In a ruling that has important implications for the hydropower industry, municipal water control systems, and dam owners everywhere, the U.S. Supreme Court strongly affirmed an earlier holding that a "discharge of a pollutant" as regulated by the Clean Water Act does not occur when polluted water flows from an improved, man-made portion of a navigable water way into an unimproved portion of the same waterway.
When monitoring stations on the Los Angeles and San Gabriel Rivers indicated repeated exceedances of water quality standards in those water bodies, the Natural Resources Defense Council and the Santa Monica Baykeeper brought suit under the Clean Water Act ("CWA"), charging that the Los Angeles County Flood Control District (the "District") was in violation of its permit. The District operates a municipal separate storm sewer system that discharges to the rivers. Because the monitoring points are within concrete channels constructed for flood control purposes, the Ninth Circuit Court of Appeals had held that discharge from these concrete channels into the unimproved waterways below constituted a discharge under the CWA regulated by the District's discharge permit.

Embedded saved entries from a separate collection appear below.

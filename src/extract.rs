//! Posting extraction: listing fetch, gate, then serial detail enrichment.

use std::ops::RangeInclusive;
use std::time::Duration;

use chrono::{NaiveDateTime, Timelike, Utc};
use config::ConfigError;
use indicatif::{ProgressBar, ProgressStyle};
use rand::Rng;
use reqwest::header::{HeaderMap, HeaderValue, USER_AGENT};
use tracing::{debug, info, warn};
use url::Url;

use crate::config::Settings;
use crate::error::{Error, Result};
use crate::gate::{Policy, Verdict};
use crate::html::{self, Candidate, Detail};
use crate::model::Posting;

/// Something that can GET a page body. Non-2xx responses are errors.
pub trait PageSource {
    async fn fetch(&self, url: &str) -> Result<String>;
}

pub struct HttpSource {
    client: reqwest::Client,
}

impl HttpSource {
    pub fn new(user_agent: &str) -> Result<Self> {
        let mut headers = HeaderMap::new();
        let agent = HeaderValue::from_str(user_agent)
            .map_err(|e| invalid_setting("user_agent", e))?;
        headers.insert(USER_AGENT, agent);
        let client = reqwest::Client::builder()
            .default_headers(headers)
            .build()
            .map_err(|e| Error::fetch("client setup", e))?;
        Ok(HttpSource { client })
    }
}

impl PageSource for HttpSource {
    async fn fetch(&self, url: &str) -> Result<String> {
        let response = self
            .client
            .get(url)
            .send()
            .await
            .map_err(|e| Error::fetch(url, e))?;
        let status = response.status();
        if !status.is_success() {
            return Err(Error::fetch(url, format!("HTTP {}", status)));
        }
        response.text().await.map_err(|e| Error::fetch(url, e))
    }
}

/// Per-run extraction counts.
#[derive(Debug, Default, Clone, Copy, PartialEq, Eq)]
pub struct ExtractStats {
    /// `<article>` entries seen on the listing page.
    pub found: usize,
    pub malformed: usize,
    pub rejected: usize,
    pub accepted: usize,
    /// Accepted postings kept with placeholder detail values.
    pub detail_failed: usize,
}

pub struct Extraction {
    pub postings: Vec<Posting>,
    pub stats: ExtractStats,
}

pub struct Extractor<S> {
    source: S,
    policy: Policy,
    base: Url,
    delay_ms: RangeInclusive<u64>,
}

impl<S: PageSource> Extractor<S> {
    pub fn new(source: S, policy: Policy, settings: &Settings) -> Result<Self> {
        let base = Url::parse(&settings.site_base_url)
            .map_err(|e| invalid_setting("site_base_url", e))?;
        Ok(Extractor {
            source,
            policy,
            base,
            delay_ms: settings.delay_min_ms..=settings.delay_max_ms,
        })
    }

    /// Fetch the listing and return retained postings in page order.
    ///
    /// Only the listing fetch is fatal. A failed detail fetch keeps the
    /// posting with "Access Failed" placeholders.
    pub async fn extract(&self, listing_url: &str) -> Result<Extraction> {
        info!("Fetching listing: {}", listing_url);
        let body = self.source.fetch(listing_url).await?;
        let page = html::parse_listing(&body, &self.base);

        let mut stats = ExtractStats {
            found: page.candidates.len() + page.skipped,
            malformed: page.skipped,
            ..Default::default()
        };
        info!(
            "Listing has {} entries ({} without title or link)",
            stats.found, stats.malformed
        );

        let accepted: Vec<Candidate> = page
            .candidates
            .into_iter()
            .filter(|c| match self.policy.classify(&c.title) {
                Verdict::Accepted => true,
                Verdict::Rejected(reason) => {
                    debug!("Rejected {:?}: {}", c.title, reason);
                    stats.rejected += 1;
                    false
                }
            })
            .collect();
        stats.accepted = accepted.len();

        let pb = ProgressBar::new(accepted.len() as u64);
        pb.set_style(
            ProgressStyle::default_bar()
                .template("[{elapsed_precise}] {bar:40} {pos}/{len} ({eta})")
                .unwrap_or_else(|_| ProgressStyle::default_bar())
                .progress_chars("=> "),
        );

        let mut postings = Vec::with_capacity(accepted.len());
        for candidate in accepted {
            self.pause().await;
            let detail = match self.source.fetch(&candidate.link).await {
                Ok(body) => html::parse_detail(&body),
                Err(e) => {
                    warn!("Detail fetch failed, keeping placeholders: {}", e);
                    stats.detail_failed += 1;
                    Detail::access_failed()
                }
            };
            postings.push(build_posting(candidate, detail, scrape_instant()));
            pb.inc(1);
        }
        pb.finish_and_clear();

        info!(
            "Extracted {} postings ({} rejected, {} detail failures)",
            postings.len(),
            stats.rejected,
            stats.detail_failed
        );
        Ok(Extraction { postings, stats })
    }

    async fn pause(&self) {
        let ms = rand::thread_rng().gen_range(self.delay_ms.clone());
        if ms > 0 {
            tokio::time::sleep(Duration::from_millis(ms)).await;
        }
    }
}

fn invalid_setting(key: &str, e: impl std::fmt::Display) -> Error {
    Error::Config(ConfigError::Message(format!("{}: {}", key, e)))
}

fn scrape_instant() -> NaiveDateTime {
    let now = Utc::now().naive_utc();
    now.with_nanosecond(0).unwrap_or(now)
}

fn build_posting(candidate: Candidate, detail: Detail, scraped_at: NaiveDateTime) -> Posting {
    let posted_date = html::resolve_posted_date(candidate.age_label.as_deref(), scraped_at.date());
    Posting {
        title: candidate.title,
        company: candidate.company,
        location: candidate.location,
        work_type: detail.work_type,
        posted_date,
        scraped_at,
        link: candidate.link,
        description: detail.description,
        extracted_skills: None,
    }
}

#[cfg(test)]
mod tests {
    use std::collections::HashMap;
    use std::sync::Mutex;

    use super::*;
    use crate::model::ACCESS_FAILED;

    const LISTING_URL: &str = "https://id.jobstreet.com/id/job-search/data-engineer-jobs/";

    struct StubSource {
        pages: HashMap<String, String>,
        requested: Mutex<Vec<String>>,
    }

    impl StubSource {
        fn new(pages: &[(&str, &str)]) -> Self {
            StubSource {
                pages: pages
                    .iter()
                    .map(|(u, b)| (u.to_string(), b.to_string()))
                    .collect(),
                requested: Mutex::new(Vec::new()),
            }
        }
    }

    impl PageSource for StubSource {
        async fn fetch(&self, url: &str) -> Result<String> {
            self.requested.lock().unwrap().push(url.to_string());
            self.pages
                .get(url)
                .cloned()
                .ok_or_else(|| Error::fetch(url, "HTTP 404 Not Found"))
        }
    }

    fn settings() -> Settings {
        Settings {
            delay_min_ms: 0,
            delay_max_ms: 0,
            ..Settings::default()
        }
    }

    fn extractor(source: StubSource) -> Extractor<StubSource> {
        let policy = Policy::new(["DATA"], ["SALES"]);
        Extractor::new(source, policy, &settings()).unwrap()
    }

    const LISTING: &str = r#"<html><body>
      <article><a data-automation="jobTitle" href="/id/job/1">Data Engineer</a>
               <a data-automation="jobCompany">Acme</a></article>
      <article><a data-automation="jobTitle" href="/id/job/2">Data Engineer - Sales Support</a></article>
      <article><a data-automation="jobTitle" href="/id/job/3">Lead Data Platform</a></article>
      <article><p>advert</p></article>
    </body></html>"#;

    const DETAIL: &str = r#"<div data-automation="jobAdDetails">Spark and Airflow</div>
      <span data-automation="job-detail-work-type">Contract</span>"#;

    #[test]
    fn bad_client_settings_are_config_errors() {
        let bad_base = Settings {
            site_base_url: "not a url".to_string(),
            ..settings()
        };
        let policy = Policy::new(["DATA"], ["SALES"]);
        let result = Extractor::new(StubSource::new(&[]), policy, &bad_base);
        assert!(matches!(result, Err(Error::Config(_))));

        assert!(matches!(HttpSource::new("bad\nagent"), Err(Error::Config(_))));
    }

    #[tokio::test]
    async fn listing_failure_aborts_the_run() {
        let ex = extractor(StubSource::new(&[]));
        let err = ex.extract(LISTING_URL).await.err().unwrap();
        assert!(matches!(err, Error::Fetch { .. }));
    }

    #[tokio::test]
    async fn rejected_titles_never_reach_detail_fetch() {
        let ex = extractor(StubSource::new(&[
            (LISTING_URL, LISTING),
            ("https://id.jobstreet.com/id/job/1", DETAIL),
            ("https://id.jobstreet.com/id/job/3", DETAIL),
        ]));
        let run = ex.extract(LISTING_URL).await.unwrap();

        let requested = ex.source.requested.lock().unwrap().clone();
        assert!(!requested.iter().any(|u| u.ends_with("/id/job/2")));
        assert_eq!(run.stats.found, 4);
        assert_eq!(run.stats.malformed, 1);
        assert_eq!(run.stats.rejected, 1);
        assert_eq!(run.stats.accepted, 2);

        let titles: Vec<&str> = run.postings.iter().map(|p| p.title.as_str()).collect();
        assert_eq!(titles, vec!["Data Engineer", "Lead Data Platform"]);
        assert_eq!(run.postings[0].company, "Acme");
        assert_eq!(run.postings[0].work_type, "Contract");
        assert_eq!(run.postings[0].description, "Spark and Airflow");
        assert_eq!(run.postings[0].posted_date, run.postings[0].scraped_at.date());
        assert!(run.postings[0].extracted_skills.is_none());
    }

    #[tokio::test]
    async fn failed_detail_keeps_posting_with_placeholders() {
        let ex = extractor(StubSource::new(&[
            (LISTING_URL, LISTING),
            ("https://id.jobstreet.com/id/job/1", DETAIL),
        ]));
        let run = ex.extract(LISTING_URL).await.unwrap();

        assert_eq!(run.postings.len(), 2);
        assert_eq!(run.stats.detail_failed, 1);
        let failed = &run.postings[1];
        assert_eq!(failed.link, "https://id.jobstreet.com/id/job/3");
        assert_eq!(failed.description, ACCESS_FAILED);
        assert_eq!(failed.work_type, ACCESS_FAILED);
    }
}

The Supreme Court, in an opinion by Justice Ginsburg, held that "no discharge of pollutants occurs when water, rather than being removed and then returned to the water body, simply flows from one portion of the water body to another." This holding follows closely the reasoning of the Court's 2004 decision in South Fla. Water Mgmt. Dist. v. Miccosukee Tribe, 541 U.S. 95, where the Court determined that pumping polluted water from one part of a water body into another part of the same body is not a discharge of pollutants under the CWA. Justice Ginsburg drove home the point with an apt analogy from the Miccosukee opinion, that, "f one takes a ladle of soup from a pot, lifts it above the pot, and pours it back into the pot, one has not "added" soup or anything else to the pot." Like a good soup, this opinion should bring some comfort to hydropower operators and dam owners.